A strange race, the race of little girls whose fathers have taken leave of the continents of wisdom for creatures with hair of flame. That the young father in question had neither principles, nor system, nor morals was eloquently proved by his conduct. It remained to be seen if the little girl would choose the vagabond frivolity of one of her generators or the austere submission of the other.
       While the little girl still fantasizes about the lives happy lovers Cynthia and her father are now leading, her mother and her grandparents can only condemn the out-of-(social-)bounds behavior. The betrayal -- and the happiness Cynthia and the father have found -- remain a thorn in the adults' sides, too, with the blame almost entirely placed on harpy Cynthia.
       The grandmother eventually decides that the mother must be set up with another man, and she finds the perfect candidate, the magistrate Alfred Petitdemange. He makes a good impression; indeed: "He became the court favorite, their ideal of the eternal masculine". Unfortunately, the grandmother finds herself taken by Petitdemange, and can finally only tell her daughter: "your happiness lies elsewhere" -- before running off with the magistrate. Typically, then, also:
     The child was told that they had gone on a journey.
     "Like Papa and Cynthia ?" she asked.
       The girl's grandfather is a psychiatrist -- "the Third Republic's most celebrated psychiatrist", no less -- but his would-be rational approach is hardly ideal for the circumstances. So, too, after his wife ran off with his daughter's intended he disastrously decides his daughter's future:
So, after deep reflection, I have decided that for you the best thing is to marry a certain penitent of my acquaintance. A missionary who, not satisfied with his task as an evangelist, teaches the benefits of positivistic wisdom to the savages of Africa, the underworld of Europe.
       A dutiful daughter -- with nothing of her own child's freer spirit -- she consents to the marriage. The third time -- after a husband lost to her cousin and a suitor lost to her own mother -- is definitely not the charm, either. (It doesn't help that this Mac-Louf is, as one of the staff describe him: "an abortion, tall as a cabbage, fat as a rat, dressed in black".)

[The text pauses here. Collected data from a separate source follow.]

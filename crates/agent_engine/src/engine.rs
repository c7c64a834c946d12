use std::{collections::BTreeMap, path::PathBuf, sync::Arc};

use tokio::io::AsyncWriteExt;
use tracing::debug;

use crate::{
    backend::{Backend, Capabilities},
    env::{merge_env, validate_env},
    error::EngineError,
    message::Message,
    options::EngineOptions,
    process::{spawn_subprocess, Process},
    session::{option_keys, Session, EFFORT_LEVELS},
};

/// Per-start overrides applied to the session before anything else runs.
#[derive(Clone, Debug, Default)]
pub struct StartOptions {
    prompt: Option<String>,
    model: Option<String>,
}

impl StartOptions {
    pub fn new() -> Self {
        Self::default()
    }

    pub fn prompt(mut self, prompt: impl Into<String>) -> Self {
        self.prompt = Some(prompt.into());
        self
    }

    pub fn model(mut self, model: impl Into<String>) -> Self {
        self.model = Some(model.into());
        self
    }
}

/// Validates a backend and starts supervised agent subprocesses for it.
///
/// The engine never reaches into the backend beyond the [`Backend`] surface:
/// it asks for argv, pumps stdout through the backend's parser, and owns
/// everything else (spawning, signals, channels, termination).
pub struct Engine {
    backend: Arc<dyn Backend>,
    options: EngineOptions,
}

impl Engine {
    pub fn new(backend: impl Backend) -> Self {
        Self::with_options(backend, EngineOptions::default())
    }

    pub fn with_options(backend: impl Backend, options: EngineOptions) -> Self {
        Self {
            backend: Arc::new(backend),
            options,
        }
    }

    /// Checks that the backend is usable at all: its spawn builder survives
    /// an empty session and names a binary resolvable on PATH.
    pub fn validate(&self) -> Result<(), EngineError> {
        let probe = Session::default();
        let spec = std::panic::catch_unwind(std::panic::AssertUnwindSafe(|| {
            self.backend.spawn_args(&probe)
        }))
        .map_err(|_| EngineError::unavailable("spawn argv builder panicked"))?;
        resolve_binary(&spec.program)?;
        Ok(())
    }

    /// Starts a session and returns its [`Process`] handle.
    pub async fn start(&self, session: Session) -> Result<Process, EngineError> {
        self.start_with(session, StartOptions::default()).await
    }

    /// [`start`](Self::start) with per-call overrides.
    pub async fn start_with(
        &self,
        mut session: Session,
        overrides: StartOptions,
    ) -> Result<Process, EngineError> {
        if let Some(prompt) = overrides.prompt {
            session.prompt = prompt;
        }
        if let Some(model) = overrides.model {
            session.model = model;
        }

        if !session.cwd.is_absolute() {
            return Err(EngineError::WorkingDirectory {
                path: session.cwd.clone(),
                reason: "path is not absolute".to_string(),
            });
        }
        if !session.cwd.is_dir() {
            return Err(EngineError::WorkingDirectory {
                path: session.cwd.clone(),
                reason: "not an existing directory".to_string(),
            });
        }
        validate_options(&session.options)?;

        let capabilities = Capabilities::resolve(self.backend.as_ref());
        if !capabilities.can_send() {
            let reason = if capabilities.streamer && !capabilities.formatter {
                "streamer without input formatter"
            } else {
                "no streaming or resume path"
            };
            return Err(EngineError::SendNotSupported { reason });
        }

        let streaming = capabilities.streaming();
        let spec = if streaming {
            match self.backend.as_streamer() {
                Some(streamer) => streamer.stream_args(&session),
                None => self.backend.spawn_args(&session),
            }
        } else {
            self.backend.spawn_args(&session)
        };
        let binary = resolve_binary(&spec.program)?;

        validate_env(&session.env)?;
        let parent: Vec<(String, String)> = std::env::vars().collect();
        let env = merge_env(&parent, &session.env);

        // A formatter rejection should not cost us a subprocess; encode the
        // first turn before spawning.
        let initial_input = if streaming && !session.prompt.is_empty() {
            let formatter =
                self.backend
                    .as_input_formatter()
                    .ok_or(EngineError::SendNotSupported {
                        reason: "streamer without input formatter",
                    })?;
            Some(formatter.format_input(&Message::text(session.prompt.clone()))?)
        } else {
            None
        };

        let mut spawned = spawn_subprocess(
            &binary,
            &spec.args,
            &session.cwd,
            env.as_deref(),
            streaming,
        )?;
        debug!(
            session = %session.id,
            binary = %binary.display(),
            streaming,
            "started agent session"
        );

        if let Some(bytes) = initial_input {
            if let Some(stdin) = spawned.stdin.as_mut() {
                stdin
                    .write_all(&bytes)
                    .await
                    .map_err(|source| EngineError::StdinWrite { source })?;
                stdin
                    .flush()
                    .await
                    .map_err(|source| EngineError::StdinWrite { source })?;
            }
        }

        Ok(Process::launch(
            Arc::clone(&self.backend),
            capabilities,
            session,
            env,
            self.options.clone(),
            spawned,
            binary,
        ))
    }
}

/// PATH resolution for a backend-named binary.
pub(crate) fn resolve_binary(program: &str) -> Result<PathBuf, EngineError> {
    which::which(program).map_err(|error| {
        EngineError::unavailable(format!("`{program}` not found on PATH: {error}"))
    })
}

fn validate_options(options: &BTreeMap<String, String>) -> Result<(), EngineError> {
    if let Some(effort) = options.get(option_keys::EFFORT) {
        if !EFFORT_LEVELS.contains(&effort.as_str()) {
            return Err(EngineError::InvalidOption {
                key: option_keys::EFFORT.to_string(),
                reason: format!("`{effort}` is not one of {EFFORT_LEVELS:?}"),
            });
        }
    }
    Ok(())
}
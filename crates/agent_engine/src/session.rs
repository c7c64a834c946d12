use std::{collections::BTreeMap, path::PathBuf};

/// Well-known keys for [`Session::options`].
///
/// The mapping is opaque to the engine: values are routed to the backend,
/// which maps them onto CLI flags and silently skips what it cannot express.
/// Only [`EFFORT`](option_keys::EFFORT) is validated engine-side, against
/// [`EFFORT_LEVELS`].
pub mod option_keys {
    pub const SYSTEM_PROMPT: &str = "system_prompt";
    pub const MAX_TURNS: &str = "max_turns";
    pub const THINKING_BUDGET: &str = "thinking_budget";
    pub const MODE: &str = "mode";
    pub const HUMAN_IN_THE_LOOP: &str = "human_in_the_loop";
    pub const RESUME_ID: &str = "resume_id";
    pub const EFFORT: &str = "effort";
    pub const ADD_DIRS: &str = "add_dirs";
}

/// The closed allow-list for the `effort` option.
pub const EFFORT_LEVELS: &[&str] = &["minimal", "low", "medium", "high"];

/// Caller-owned description of one agent session.
///
/// The engine takes its own copy at start, so later caller mutations never
/// race the reader task.
#[derive(Clone, Debug, Default)]
pub struct Session {
    pub id: String,
    /// Working directory for the subprocess. Must be an absolute path to an
    /// existing directory.
    pub cwd: PathBuf,
    pub model: String,
    /// Initial prompt. In streaming mode the engine delivers this over stdin;
    /// otherwise the backend bakes it into argv.
    pub prompt: String,
    pub options: BTreeMap<String, String>,
    /// Environment overrides merged over the parent environment, last-wins.
    pub env: BTreeMap<String, String>,
}

impl Session {
    pub fn new(id: impl Into<String>, cwd: impl Into<PathBuf>) -> Self {
        Self {
            id: id.into(),
            cwd: cwd.into(),
            ..Self::default()
        }
    }

    pub fn model(mut self, model: impl Into<String>) -> Self {
        self.model = model.into();
        self
    }

    pub fn prompt(mut self, prompt: impl Into<String>) -> Self {
        self.prompt = prompt.into();
        self
    }

    pub fn option(mut self, key: impl Into<String>, value: impl Into<String>) -> Self {
        self.options.insert(key.into(), value.into());
        self
    }

    pub fn env(mut self, key: impl Into<String>, value: impl Into<String>) -> Self {
        self.env.insert(key.into(), value.into());
        self
    }
}

#[cfg(test)]
mod tests {
    use super::*;

    #[test]
    fn clone_is_deep_for_options_and_env() {
        let original = Session::new("s1", "/tmp")
            .option(option_keys::MODE, "auto")
            .env("A", "1");

        let mut cloned = original.clone();
        cloned.options.insert("extra".to_string(), "x".to_string());
        cloned.env.insert("A".to_string(), "2".to_string());

        assert!(!original.options.contains_key("extra"));
        assert_eq!(original.env.get("A").map(String::as_str), Some("1"));
    }

    #[test]
    fn builder_setters_compose() {
        let session = Session::new("s2", "/work")
            .model("opus")
            .prompt("hello")
            .option(option_keys::EFFORT, "high");
        assert_eq!(session.model, "opus");
        assert_eq!(session.prompt, "hello");
        assert_eq!(
            session.options.get(option_keys::EFFORT).map(String::as_str),
            Some("high")
        );
    }
}
use std::collections::BTreeMap;

use crate::EngineError;

/// Checks session environment overrides before they reach the subprocess:
/// keys must be non-empty and free of `=`/NUL, values free of NUL.
pub(crate) fn validate_env(env: &BTreeMap<String, String>) -> Result<(), EngineError> {
    for (key, value) in env {
        if key.is_empty() {
            return Err(EngineError::InvalidEnv {
                reason: "empty key".to_string(),
            });
        }
        if key.contains('=') || key.contains('\0') {
            return Err(EngineError::InvalidEnv {
                reason: format!("key `{key}` contains `=` or NUL"),
            });
        }
        if value.contains('\0') {
            return Err(EngineError::InvalidEnv {
                reason: format!("value for `{key}` contains NUL"),
            });
        }
    }
    Ok(())
}

/// Merges session overrides over a snapshot of the parent environment.
///
/// Pure: the parent snapshot is captured once at start and reused verbatim
/// for every per-turn respawn. Overrides are appended after the snapshot,
/// so duplicate keys resolve last-wins. `None` means "no overrides" and the
/// child inherits the parent environment untouched.
pub(crate) fn merge_env(
    parent: &[(String, String)],
    overrides: &BTreeMap<String, String>,
) -> Option<Vec<(String, String)>> {
    if overrides.is_empty() {
        return None;
    }
    let mut merged = parent.to_vec();
    merged.extend(overrides.iter().map(|(k, v)| (k.clone(), v.clone())));
    Some(merged)
}

#[cfg(test)]
mod tests {
    use super::*;

    fn overrides(pairs: &[(&str, &str)]) -> BTreeMap<String, String> {
        pairs
            .iter()
            .map(|(k, v)| (k.to_string(), v.to_string()))
            .collect()
    }

    #[test]
    fn no_overrides_means_inherit() {
        let parent = vec![("PATH".to_string(), "/bin".to_string())];
        assert!(merge_env(&parent, &BTreeMap::new()).is_none());
    }

    #[test]
    fn override_appends_after_parent() {
        let parent = vec![("PATH".to_string(), "/bin".to_string())];
        let merged = merge_env(&parent, &overrides(&[("FOO", "bar")])).unwrap();
        assert_eq!(merged.len(), parent.len() + 1);
        assert_eq!(
            merged.last().unwrap(),
            &("FOO".to_string(), "bar".to_string())
        );
    }

    #[test]
    fn duplicate_key_resolves_last_wins() {
        let parent = vec![
            ("PATH".to_string(), "/bin".to_string()),
            ("FOO".to_string(), "old".to_string()),
        ];
        let merged = merge_env(&parent, &overrides(&[("FOO", "new")])).unwrap();
        // Both occurrences stay in the vector; the last one is authoritative.
        assert_eq!(merged.len(), 3);
        let last_foo = merged
            .iter()
            .rev()
            .find(|(k, _)| k == "FOO")
            .map(|(_, v)| v.as_str());
        assert_eq!(last_foo, Some("new"));
    }

    #[test]
    fn rejects_malformed_keys_and_values() {
        assert!(validate_env(&overrides(&[("", "v")])).is_err());
        assert!(validate_env(&overrides(&[("A=B", "v")])).is_err());
        assert!(validate_env(&overrides(&[("A\0", "v")])).is_err());
        assert!(validate_env(&overrides(&[("A", "v\0")])).is_err());
        assert!(validate_env(&overrides(&[("A", "v")])).is_ok());
    }
}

       The girl -- still child, but becoming a woman -- is increasingly peripheral here, as the couples spin away from the household, traveling far and wide. The remaining grandfather, meanwhile, is hardly suited to provide guidance or anything else:
     While the psychiatrist obstinately talked on and on about every hygiene, the physical, the spiritual, the social, the child becoming a woman wanted to tear to shreds the everlasting curtain of his speech that hung between her anxiety and the stage where the true comedy, the true drama would be played.

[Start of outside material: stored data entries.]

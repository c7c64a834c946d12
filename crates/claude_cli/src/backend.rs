use agent_engine::{
    option_keys, Backend, BackendError, InputFormatter, Message, ParseError, Resumer, Session,
    SpawnSpec, Streamer,
};
use serde_json::json;
use tracing::debug;

use crate::stream_json::parse_stream_json_line;

const DEFAULT_BINARY: &str = "claude";

/// Backend for the Claude Code CLI's headless `--print` surface.
///
/// Output is always `stream-json`; resumes use `--resume` with the session's
/// recorded `resume_id`; streaming turns add `--input-format stream-json` and
/// deliver user messages as newline-terminated JSON frames on stdin.
#[derive(Clone, Debug)]
pub struct ClaudeCliBackend {
    binary: String,
}

impl Default for ClaudeCliBackend {
    fn default() -> Self {
        Self {
            binary: DEFAULT_BINARY.to_string(),
        }
    }
}

impl ClaudeCliBackend {
    pub fn new() -> Self {
        Self::default()
    }

    /// Use a pinned binary instead of whatever `claude` resolves to on PATH.
    pub fn with_binary(binary: impl Into<String>) -> Self {
        Self {
            binary: binary.into(),
        }
    }

    /// Flags shared by every invocation shape.
    fn base_args(&self, session: &Session) -> Vec<String> {
        let mut args = vec![
            "--print".to_string(),
            "--output-format".to_string(),
            "stream-json".to_string(),
            "--verbose".to_string(),
        ];

        if !session.model.is_empty() {
            args.push("--model".to_string());
            args.push(session.model.clone());
        }

        if let Some(prompt) = session.options.get(option_keys::SYSTEM_PROMPT) {
            args.push("--append-system-prompt".to_string());
            args.push(prompt.clone());
        }
        if let Some(turns) = session.options.get(option_keys::MAX_TURNS) {
            // The CLI wants a number; anything else is silently skipped.
            if turns.parse::<u32>().is_ok() {
                args.push("--max-turns".to_string());
                args.push(turns.clone());
            } else {
                debug!(value = %turns, "skipping non-numeric max_turns option");
            }
        }
        if let Some(mode) = session.options.get(option_keys::MODE) {
            args.push("--permission-mode".to_string());
            args.push(mode.clone());
        }
        if let Some(dirs) = session.options.get(option_keys::ADD_DIRS) {
            for dir in dirs.split(',').filter(|dir| !dir.is_empty()) {
                args.push("--add-dir".to_string());
                args.push(dir.to_string());
            }
        }

        args
    }
}

impl Backend for ClaudeCliBackend {
    fn spawn_args(&self, session: &Session) -> SpawnSpec {
        let mut args = self.base_args(session);
        if !session.prompt.is_empty() {
            args.push(session.prompt.clone());
        }
        SpawnSpec {
            program: self.binary.clone(),
            args,
        }
    }

    fn parse_line(&self, line: &str) -> Result<Option<Message>, ParseError> {
        parse_stream_json_line(line)
    }

    fn as_resumer(&self) -> Option<&dyn Resumer> {
        Some(self)
    }

    fn as_streamer(&self) -> Option<&dyn Streamer> {
        Some(self)
    }

    fn as_input_formatter(&self) -> Option<&dyn InputFormatter> {
        Some(self)
    }
}

impl Resumer for ClaudeCliBackend {
    fn resume_args(&self, session: &Session, message: &Message) -> Result<SpawnSpec, BackendError> {
        let resume_id = session
            .options
            .get(option_keys::RESUME_ID)
            .filter(|id| !id.trim().is_empty())
            .ok_or_else(|| BackendError::MissingResumeId {
                session: session.id.clone(),
            })?;

        let mut args = self.base_args(session);
        args.push("--resume".to_string());
        args.push(resume_id.clone());
        args.push(message.content.clone());
        Ok(SpawnSpec {
            program: self.binary.clone(),
            args,
        })
    }
}

impl Streamer for ClaudeCliBackend {
    fn stream_args(&self, session: &Session) -> SpawnSpec {
        let mut args = self.base_args(session);
        args.push("--input-format".to_string());
        args.push("stream-json".to_string());
        SpawnSpec {
            program: self.binary.clone(),
            args,
        }
    }
}

impl InputFormatter for ClaudeCliBackend {
    fn format_input(&self, message: &Message) -> Result<Vec<u8>, BackendError> {
        if message.content.contains('\0') {
            return Err(BackendError::InvalidInput {
                reason: "content contains NUL".to_string(),
            });
        }
        let frame = json!({
            "type": "user",
            "message": {
                "role": "user",
                "content": [{"type": "text", "text": message.content}],
            },
        });
        let mut bytes = serde_json::to_vec(&frame).map_err(|err| BackendError::InvalidInput {
            reason: err.to_string(),
        })?;
        bytes.push(b'\n');
        Ok(bytes)
    }
}

#[cfg(test)]
mod tests {
    use super::*;

    fn session() -> Session {
        Session::new("s1", "/work").model("opus").prompt("do things")
    }

    #[test]
    fn spawn_args_end_with_the_prompt() {
        let spec = ClaudeCliBackend::new().spawn_args(&session());
        assert_eq!(spec.program, "claude");
        assert_eq!(spec.args.first().map(String::as_str), Some("--print"));
        assert!(spec.args.windows(2).any(|pair| pair
            == ["--output-format".to_string(), "stream-json".to_string()]));
        assert_eq!(spec.args.last().map(String::as_str), Some("do things"));
    }

    #[test]
    fn empty_prompt_omits_the_trailing_arg() {
        let spec = ClaudeCliBackend::new().spawn_args(&session().prompt(""));
        assert_ne!(spec.args.last().map(String::as_str), Some(""));
    }

    #[test]
    fn options_map_onto_cli_flags() {
        let session = session()
            .option(option_keys::SYSTEM_PROMPT, "be terse")
            .option(option_keys::MODE, "acceptEdits")
            .option(option_keys::ADD_DIRS, "/a,/b");
        let spec = ClaudeCliBackend::new().spawn_args(&session);
        let args = spec.args.join(" ");
        assert!(args.contains("--append-system-prompt be terse"));
        assert!(args.contains("--permission-mode acceptEdits"));
        assert!(args.contains("--add-dir /a"));
        assert!(args.contains("--add-dir /b"));
    }

    #[test]
    fn invalid_max_turns_is_skipped_silently() {
        let spec = ClaudeCliBackend::new()
            .spawn_args(&session().option(option_keys::MAX_TURNS, "lots"));
        assert!(!spec.args.iter().any(|arg| arg == "--max-turns"));

        let spec = ClaudeCliBackend::new()
            .spawn_args(&session().option(option_keys::MAX_TURNS, "4"));
        assert!(spec.args.iter().any(|arg| arg == "--max-turns"));
    }

    #[test]
    fn resume_args_require_a_resume_id() {
        let backend = ClaudeCliBackend::new();
        let next = Message::text("next turn");

        let err = backend.resume_args(&session(), &next).unwrap_err();
        assert!(matches!(err, BackendError::MissingResumeId { .. }));

        let spec = backend
            .resume_args(&session().option(option_keys::RESUME_ID, "abc"), &next)
            .unwrap();
        let args = spec.args.join(" ");
        assert!(args.contains("--resume abc"));
        assert_eq!(spec.args.last().map(String::as_str), Some("next turn"));
    }

    #[test]
    fn stream_args_omit_the_prompt_and_add_input_format() {
        let spec = ClaudeCliBackend::new().stream_args(&session());
        assert!(!spec.args.contains(&"do things".to_string()));
        let args = spec.args.join(" ");
        assert!(args.contains("--input-format stream-json"));
    }

    #[test]
    fn format_input_emits_one_json_frame_per_line() {
        let bytes = ClaudeCliBackend::new()
            .format_input(&Message::text("hello"))
            .unwrap();
        assert_eq!(bytes.last(), Some(&b'\n'));
        let frame: serde_json::Value =
            serde_json::from_slice(&bytes[..bytes.len() - 1]).unwrap();
        assert_eq!(frame["type"], "user");
        assert_eq!(frame["message"]["content"][0]["text"], "hello");
    }

    #[test]
    fn format_input_rejects_nul_bytes() {
        let err = ClaudeCliBackend::new()
            .format_input(&Message::text("a\0b"))
            .unwrap_err();
        assert!(matches!(err, BackendError::InvalidInput { .. }));
    }
}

       The adult world is, at times, literally staged -- as in one scene where the grandmother prepares the mother for a visit by Petitdemange:
Take this rose between the thumb and forefinger of your left hand. A book in your right hand, but quickly, we must hurry. I hear an auto stopping outside. That must be he. If we had had the time we could have looked around for the volume of Musset. But here, here's a Baedeker. It's quite poetic, just the same. Trips to Italy, Venice, the Mediterranean, Sicily, yes, that will do. Look at the flower, smell the book. Heavens, I'm so excited that words trip me up. Smell the flower, look at the book.
       Nice too here is the girl observing the scene:
     The child felt pity for her mother, who sat congealed in all that yellow organdy, like a paper lantern they had forgotten to light on the Fourteenth of July.
       There are a few bits of excitement -- a family heirloom, a bracelet of the Empress Eugénie's hair, is stolen; Petitdemange gets himself stabbed (in spectacularly foolish fashion); "a little colored girl was sent by the missionary from the Congo to help the cook", exciting the girl who has been fascinated by La Tour's painting, Le nègre -- but Babylon is only limitedly concerned with plot. If an -- arguably even rather conventional -- novel-story does advance, Crevel is still more concerned with impression and feel. The presentation of events is often straightforward enough, but Crevel then prefers to embellish with a sense of surreality. The child's -- supposedly immature -- perception is one avenue, but he also allows for others, and much always turns around language and expression. So, for example, the grandmother finds herself visited by a vision of her sister (Cynthia's mother), where also:
     Syllables, letters turn fluid. For one last time the echo repeats the hollow onomatopoeia, which, before her valorous death, had ebbed and flowed in the voice of an apparition that would never again appear. Waves of malediction, spume of dismay, everything from the depth s was abolished on the surface of sleep. Scarcely a ripple on the ocean, and upon its silence there remained only a concentric dance of circles growing wider and wider, less and less distinct as after a drowning, a shipwreck.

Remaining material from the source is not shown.